Na origem da previsão do aumento percentual da dívida pública em termos de PIB encontravam-se três fatores: a depreciação do kwanza no quarto trimestre de 2019 (cerca de quatro quintos do aumento), a baixa dos preços e da produção do petróleo, e a recuperação económica lenta. De sublinhar, portanto, um primeiro aspeto que é a constatação que 80% do aumento do percentual da dívida pública face ao PIB deriva da depreciação do kwanza.

Consequentemente, teríamos uma política preconizada pelo FMI (depreciação moeda) a influenciar negativamente outro índice reputado importante pela mesma organização (relação dívida pública/PIB). Significa isto que não era demasiado importante olhar para esta relação para calcular a possível fragilidade da dívida pública angolana, pois ela refletia essencialmente oscilações nominais e não reais. Em dezembro de 2019, a dívida pública angolana era sustentável.

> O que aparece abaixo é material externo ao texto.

use std::env;
use std::str::FromStr;

/// Retrieves an environment variable and splits it into a vector of strings based on a delimiter.
///
/// Empty entries are dropped, so an unset variable yields an empty vector.
pub fn get_env_var_as_vec(var: &str, delimiter: char) -> Vec<String> {
    env::var(var)
        .unwrap_or_default()
        .split(delimiter)
        .map(|s| s.trim().to_string())
        .filter(|s| !s.is_empty())
        .collect()
}

/// Returns the trimmed value of `var`, or `None` when it is unset or blank.
pub fn get_env_var(var: &str) -> Option<String> {
    env::var(var)
        .ok()
        .map(|v| v.trim().to_string())
        .filter(|v| !v.is_empty())
}

/// Reads `var` and parses it, falling back to `default` when unset.
///
/// A value that is set but fails to parse is reported through `Err` with the raw text,
/// rather than being silently replaced by the default.
pub fn get_env_var_parsed<T: FromStr>(var: &str, default: T) -> Result<T, String> {
    match get_env_var(var) {
        Some(raw) => raw.parse::<T>().map_err(|_| raw),
        None => Ok(default),
    }
}

/// Interprets common truthy / falsy spellings ("1", "true", "yes", "on" and their opposites).
pub fn parse_bool(raw: &str) -> Option<bool> {
    match raw.trim().to_ascii_lowercase().as_str() {
        "1" | "true" | "yes" | "on" => Some(true),
        "0" | "false" | "no" | "off" => Some(false),
        _ => None,
    }
}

Contudo, passados quatro meses, a situação tornou-se mais difícil, admitindo-se, agora, que os aspetos reais da economia possam dificultar o serviço da dívida. Ainda não se está nessa situação, e a tomada de medidas pode evitar qualquer problema, pois não se trata de ter sido substancialmente contraída mais dívida, mas do choque proveniente da Covid-19 que está a afetar a economia mundial. Este choque tem consequências para Angola, pressionando dois elementos materiais importantes para a sustentabilidade do pagamento da dívida: o preço do petróleo e a recuperação económica. Como é sabido, o petróleo tem visto o seu preço a descer abruptamente, e as perspetivas de recuperação da economia angolana são débeis.

Consequentemente, em abril de 2020, o mesmo FMI previu uma recessão de 1,4% para a economia angolana e um valor da dívida igual a 132 % do PIB. A previsão do FMI é precisamente só isso, não correspondendo ainda, em termos de dívida pública, a qualquer realidade nova. Na verdade, o ano de 2019 terá fechado com uma dívida pública de 109,8% do PIB e não 111%, ligeiramente melhor do que o previsto[3].

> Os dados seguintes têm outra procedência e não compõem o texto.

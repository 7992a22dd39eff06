use std::process::Command;

fn main() {
    // Set build timestamp
    let timestamp = chrono::Utc::now().to_rfc3339();
    println!("cargo:rustc-env=BUILD_TIMESTAMP={}", timestamp);

    // Get Git commit hash
    if let Ok(output) = Command::new("git").args(["rev-parse", "--short", "HEAD"]).output() {
        if output.status.success() {
            if let Ok(hash) = String::from_utf8(output.stdout) {
                println!("cargo:rustc-env=GIT_HASH={}", hash.trim());
            }
        }
    }
}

Refira-se ainda que a parte correspondente à dívida pública externa será de 85,4% do PIB, que é a que nos interessa analisar.

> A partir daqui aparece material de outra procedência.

//! Interaction handlers: one per user action.
//!
//! Handlers take the session by value and hand it back, so whatever drives them owns
//! the state and decides where it lives between interactions.

use thiserror::Error;
use tracing::{info, warn};

use crate::config::AppConfig;
use crate::document::{self, DescriptionBlock, DocxError, DOCX_MIME};
use crate::llm::{generate, is_empty_result, GenerationRequest, GenerationResult, TextGenerator};
use crate::prompt::{
    city_fields, compose, micromarket_fields, news_fields, normalize_localities, DateRange,
    Fields, PromptKind, TemplateError,
};
use crate::session::{SessionState, Slot};
use crate::TARGET_APP;

pub const DEFAULT_CITY_NAME: &str = "city";
pub const DEFAULT_MICROMARKET_NAME: &str = "micromarket";

#[derive(Debug, Error)]
pub enum AppError {
    #[error(transparent)]
    Template(#[from] TemplateError),

    #[error("A {0} is required")]
    MissingInput(&'static str),

    #[error(transparent)]
    Document(#[from] DocxError),
}

/// What the user sees after an interaction.
#[derive(Clone, Debug, PartialEq, Eq)]
pub enum Outcome {
    /// Generated Markdown to display.
    Content(String),
    /// Nothing to show; an informational notice, not an error.
    Empty(String),
    /// The generation failed; the message starts with "Error".
    Failed(String),
}

impl Outcome {
    pub fn is_failure(&self) -> bool {
        matches!(self, Outcome::Failed(_))
    }
}

#[derive(Clone, Debug, PartialEq, Eq)]
pub struct ExportedDocument {
    pub filename: String,
    pub mime: &'static str,
    pub bytes: Vec<u8>,
}

fn require<'a>(value: &'a str, what: &'static str) -> Result<&'a str, AppError> {
    let value = value.trim();
    if value.is_empty() {
        Err(AppError::MissingInput(what))
    } else {
        Ok(value)
    }
}

async fn run_prompt(
    kind: PromptKind,
    model: &str,
    template: &str,
    fields: &Fields,
    config: &AppConfig,
    generator: &dyn TextGenerator,
) -> Result<GenerationResult, AppError> {
    let request = GenerationRequest {
        model: model.to_string(),
        prompt: compose(template, fields)?,
        system_instruction: kind.system_instruction().to_string(),
        options: config.options,
    };
    Ok(generate(generator, &request).await)
}

fn to_outcome(
    kind: PromptKind,
    result: GenerationResult,
    config: &AppConfig,
    empty_notice: impl FnOnce() -> String,
) -> Outcome {
    match result {
        GenerationResult::Success(text) if is_empty_result(&text, &config.no_result_markers) => {
            Outcome::Empty(empty_notice())
        }
        GenerationResult::Success(text) => Outcome::Content(text),
        GenerationResult::Failure(reason) => {
            Outcome::Failed(format!("Error generating {}: {}", kind.label(), reason))
        }
    }
}

/// Generates a city description and remembers it for export.
pub async fn describe_city(
    mut state: SessionState,
    config: &AppConfig,
    generator: &dyn TextGenerator,
    city: &str,
    template: &str,
) -> Result<(SessionState, Outcome), AppError> {
    let city = require(city, "city")?;
    info!(target: TARGET_APP, "Generating city description for {}", city);

    let result = run_prompt(
        PromptKind::City,
        &config.model,
        template,
        &city_fields(city),
        config,
        generator,
    )
    .await?;
    let outcome = to_outcome(PromptKind::City, result, config, || {
        format!("No description was generated for {}.", city)
    });

    match &outcome {
        Outcome::Content(text) => {
            state.set(Slot::CityDescription, text.as_str());
            state.set(Slot::CityName, city);
        }
        Outcome::Failed(message) => warn!(target: TARGET_APP, "{}", message),
        Outcome::Empty(_) => {}
    }

    Ok((state, outcome))
}

/// Generates a micro-market description and remembers it for export.
pub async fn describe_micromarket<S: AsRef<str>>(
    mut state: SessionState,
    config: &AppConfig,
    generator: &dyn TextGenerator,
    city: &str,
    micromarket: &str,
    localities: &[S],
    template: &str,
) -> Result<(SessionState, Outcome), AppError> {
    let city = require(city, "city")?;
    let micromarket = require(micromarket, "micro market")?;
    let localities = normalize_localities(localities);
    info!(
        target: TARGET_APP,
        "Generating micro market description for {} in {} ({} localities)",
        micromarket,
        city,
        localities.len()
    );

    let result = run_prompt(
        PromptKind::Micromarket,
        &config.model,
        template,
        &micromarket_fields(city, micromarket, &localities),
        config,
        generator,
    )
    .await?;
    let outcome = to_outcome(PromptKind::Micromarket, result, config, || {
        format!("No description was generated for {} in {}.", micromarket, city)
    });

    match &outcome {
        Outcome::Content(text) => {
            state.set(Slot::MicromarketDescription, text.as_str());
            state.set(Slot::MicromarketName, micromarket);
            state.set(Slot::MicroCityName, city);
        }
        Outcome::Failed(message) => warn!(target: TARGET_APP, "{}", message),
        Outcome::Empty(_) => {}
    }

    Ok((state, outcome))
}

/// Fetches civic news for `city` over `range`. News is not kept in the session.
pub async fn fetch_news(
    config: &AppConfig,
    generator: &dyn TextGenerator,
    city: &str,
    range: &DateRange,
    template: &str,
) -> Result<Outcome, AppError> {
    let city = require(city, "city")?;
    info!(
        target: TARGET_APP,
        "Fetching news for {} from {} to {}",
        city,
        range.start_str(),
        range.end_str()
    );

    let result = run_prompt(
        PromptKind::News,
        &config.news_model,
        template,
        &news_fields(city, range),
        config,
        generator,
    )
    .await?;

    Ok(to_outcome(PromptKind::News, result, config, || {
        format!(
            "No relevant news found for specific localities in {} from {} to {}.",
            city,
            range.start_str(),
            range.end_str()
        )
    }))
}

/// Builds the combined document from whatever descriptions the session holds.
///
/// Returns `None` when neither description has been generated yet.
pub fn export_document(state: &SessionState) -> Result<Option<ExportedDocument>, AppError> {
    if !state.contains(Slot::CityDescription) && !state.contains(Slot::MicromarketDescription) {
        return Ok(None);
    }

    let blocks = [
        DescriptionBlock::primary(state.get(Slot::CityDescription).unwrap_or_default()),
        DescriptionBlock::secondary(state.get(Slot::MicromarketDescription).unwrap_or_default()),
    ];
    let bytes = document::render(&blocks)?;
    let filename = document::export_filename(
        state
            .get(Slot::MicromarketName)
            .unwrap_or(DEFAULT_MICROMARKET_NAME),
        state.get(Slot::CityName).unwrap_or(DEFAULT_CITY_NAME),
    );
    info!(target: TARGET_APP, "Rendered {} ({} bytes)", filename, bytes.len());

    Ok(Some(ExportedDocument {
        filename,
        mime: DOCX_MIME,
        bytes,
    }))
}

#[cfg(test)]
mod tests {
    use super::*;
    use crate::llm::{FakeGenerator, LlmError};
    use crate::prompt::{city_template, micromarket_template, news_template, TimeFrame};
    use chrono::NaiveDate;

    fn range() -> DateRange {
        let now = NaiveDate::from_ymd_opt(2025, 3, 5)
            .unwrap()
            .and_hms_opt(9, 30, 0)
            .unwrap();
        DateRange::ending_at(now, TimeFrame::Weekly)
    }

    #[tokio::test]
    async fn test_describe_city_stores_description() {
        let config = AppConfig::for_tests();
        let fake = FakeGenerator::with_response("city Gurgaon", "**Gurgaon City Description**\n- Millennium City\n");

        let (state, outcome) = describe_city(SessionState::new(), &config, &fake, " Gurgaon ", &city_template())
            .await
            .unwrap();

        assert_eq!(
            outcome,
            Outcome::Content("**Gurgaon City Description**\n- Millennium City".to_string())
        );
        assert_eq!(state.get(Slot::CityName), Some("Gurgaon"));
        assert_eq!(
            state.get(Slot::CityDescription),
            Some("**Gurgaon City Description**\n- Millennium City")
        );

        let requests = fake.requests();
        assert_eq!(requests.len(), 1);
        assert_eq!(requests[0].model, config.model);
        assert_eq!(requests[0].options.max_output_tokens, 8192);
        assert!(requests[0].system_instruction.contains("real-estate agent"));
        assert!(!requests[0].prompt.contains("{city}"));
    }

    #[tokio::test]
    async fn test_describe_city_failure_keeps_previous_description() {
        let config = AppConfig::for_tests();
        let mut state = SessionState::new();
        state.set(Slot::CityDescription, "old");
        state.set(Slot::CityName, "Pune");

        let fake = FakeGenerator::failing(LlmError::RateLimited {
            retry_after_secs: Some(30),
        });
        let (state, outcome) = describe_city(state, &config, &fake, "Noida", &city_template())
            .await
            .unwrap();

        match outcome {
            Outcome::Failed(message) => {
                assert!(message.starts_with("Error generating city description: "));
                assert!(message.contains("Rate limited"));
            }
            other => panic!("expected failure, got {:?}", other),
        }
        assert_eq!(state.get(Slot::CityDescription), Some("old"));
        assert_eq!(state.get(Slot::CityName), Some("Pune"));
    }

    #[tokio::test]
    async fn test_missing_placeholder_is_an_error() {
        let config = AppConfig::for_tests();
        let fake = FakeGenerator::new().with_default_response("unused");

        let err = describe_city(SessionState::new(), &config, &fake, "Delhi", "About {city} near {landmark}")
            .await
            .unwrap_err();

        assert!(matches!(
            err,
            AppError::Template(TemplateError::MissingField(ref name)) if name == "landmark"
        ));
        assert!(fake.requests().is_empty());
    }

    #[tokio::test]
    async fn test_blank_city_rejected() {
        let config = AppConfig::for_tests();
        let fake = FakeGenerator::new();
        let err = describe_city(SessionState::new(), &config, &fake, "   ", &city_template())
            .await
            .unwrap_err();
        assert!(matches!(err, AppError::MissingInput("city")));
    }

    #[tokio::test]
    async fn test_describe_micromarket_with_localities() {
        let config = AppConfig::for_tests();
        let fake = FakeGenerator::new().with_default_response("**Golf Course Road Micro Market Description**");

        let (state, outcome) = describe_micromarket(
            SessionState::new(),
            &config,
            &fake,
            "Gurgaon",
            "Golf Course Road",
            &["Sector 54", "DLF Phase 5"],
            &micromarket_template(),
        )
        .await
        .unwrap();

        assert!(matches!(outcome, Outcome::Content(_)));
        assert_eq!(state.get(Slot::MicromarketName), Some("Golf Course Road"));
        assert_eq!(state.get(Slot::MicroCityName), Some("Gurgaon"));
        assert!(fake.requests()[0]
            .prompt
            .contains("these localities: Sector 54, DLF Phase 5."));
    }

    #[tokio::test]
    async fn test_news_empty_notice() {
        let config = AppConfig::for_tests();
        let fake = FakeGenerator::new().with_default_response("No relevant news found.");

        let outcome = fetch_news(&config, &fake, "Pune", &range(), &news_template())
            .await
            .unwrap();

        assert_eq!(
            outcome,
            Outcome::Empty(
                "No relevant news found for specific localities in Pune from 2025-02-26 to 2025-03-05."
                    .to_string()
            )
        );
        let requests = fake.requests();
        assert_eq!(requests[0].model, config.news_model);
        assert!(requests[0].system_instruction.contains("news curator"));
    }

    #[tokio::test]
    async fn test_news_content_and_failure() {
        let config = AppConfig::for_tests();
        let fake = FakeGenerator::with_response("city of Pune", "- Pune, Baner: metro work begins");
        let outcome = fetch_news(&config, &fake, "Pune", &range(), &news_template())
            .await
            .unwrap();
        assert_eq!(
            outcome,
            Outcome::Content("- Pune, Baner: metro work begins".to_string())
        );

        let failing = FakeGenerator::failing(LlmError::RequestFailed("connection reset".to_string()));
        let outcome = fetch_news(&config, &failing, "Pune", &range(), &news_template())
            .await
            .unwrap();
        assert!(outcome.is_failure());
    }

    #[tokio::test]
    async fn test_describe_micromarket_skips_blank_localities() {
        let config = AppConfig::for_tests();
        let fake = FakeGenerator::new().with_default_response("**Sohna Road Micro Market Description**");

        let localities = ["", "  Sector 49 ", " ", "Sector 48"];
        let (state, _) = describe_micromarket(
            SessionState::new(),
            &config,
            &fake,
            "Gurgaon",
            "Sohna Road",
            &localities,
            &micromarket_template(),
        )
        .await
        .unwrap();

        let requests = fake.requests();
        assert_eq!(requests.len(), 1);
        assert!(requests[0]
            .prompt
            .contains(" Give particular attention to these localities: Sector 49, Sector 48."));
        assert!(!requests[0].prompt.contains(", ,"));
        assert_eq!(state.get(Slot::MicromarketName), Some("Sohna Road"));
    }

    #[test]
    fn test_export_requires_a_description() {
        assert_eq!(export_document(&SessionState::new()).unwrap(), None);
    }

    #[test]
    fn test_export_filename_defaults() {
        let mut state = SessionState::new();
        state.set(Slot::CityDescription, "**Gurgaon**");
        state.set(Slot::CityName, "Gurgaon");

        let exported = export_document(&state).unwrap().unwrap();
        assert_eq!(exported.filename, "micromarket_Gurgaon_description.docx");
        assert_eq!(exported.mime, DOCX_MIME);
        assert_eq!(&exported.bytes[..2], b"PK");
    }
}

Os diversos elementos até aqui considerados, levam-nos a duas conclusões: a primeira: a dívida pública angolana estava a evoluir de forma sustentável, sendo que a degradação nominal da dívida pública do país em percentual do PIB refletia, sobretudo, a depreciação nominal da moeda e não algum descontrolo absurdo que tivesse ocorrido nas finanças públicas nos tempos mais recentes. Se repararmos entre 2017 e 2019, numa época de recessão, o stock da dívida externa aumentou somente 14%, sendo que foi anteriormente, entre 2012 e 2016 que subiu 100%. Isto quer dizer, em termos políticos, que o governo de José Eduardo dos Santos duplicou a dívida pública externa em quatro anos, enquanto João Lourenço tem tentado travar esse aumento exponencial[4]. Uma análise mais fina da figura abaixo apresentada assinala o grande impulso da dívida externa angolana entre 2012 e 2016. Existiu uma tentativa de estabilização em 2017 e apenas aumento modesto em 2018 e 2019.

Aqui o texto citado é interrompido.